Task brief - If a line includes the word "PathBuf", it belongs in the count; state the total for the data below and add nothing.

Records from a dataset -
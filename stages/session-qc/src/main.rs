//! session 级质控启发式的命令行入口.
//!
//! ```bash
//! session-qc --input-csv anchor.csv --output-dir qc/ --fmriprep-subjects-csv qc/subjects.csv
//! ```

use std::path::PathBuf;

use clap::Parser;

mod report;
mod runner;

#[derive(Parser, Debug)]
#[command(version, about = "Run session-level QC heuristics")]
struct Args {
    /// Anchor + metadata table (CSV, or TSV by extension).
    #[arg(long)]
    input_csv: PathBuf,

    /// Directory where TSV outputs will be written.
    #[arg(long)]
    output_dir: PathBuf,

    /// Optional per-subject sessions CSV of the form [Subject_ID,sessions].
    #[arg(long)]
    fmriprep_subjects_csv: Option<PathBuf>,

    /// Highest phase index to run.
    #[arg(long, default_value_t = 2)]
    phase_limit: u32,

    /// YAML config file. Defaults to $QC_BERRY_CONFIG or ~/.qc-berry/config.yaml.
    #[arg(long)]
    config: Option<PathBuf>,

    /// Also write a markdown summary of the run to this path.
    #[arg(long)]
    report: Option<PathBuf>,

    /// Write one `dropped_<heuristic>.tsv` per executed heuristic.
    #[arg(long)]
    all_drops: bool,

    /// Debug-level logging.
    #[arg(short, long)]
    verbose: bool,
}

fn main() -> anyhow::Result<()> {
    let args = Args::parse();
    utils::init_logger(args.verbose)?;

    let config = utils::loader::load_config(args.config.as_deref())?;
    let opts = runner::Options {
        input: args.input_csv,
        output_dir: args.output_dir,
        subjects_csv: args.fmriprep_subjects_csv,
        phase_limit: args.phase_limit,
        report: args.report,
        all_drops: args.all_drops,
    };
    runner::run(&opts, config)?;
    Ok(())
}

Solution - 6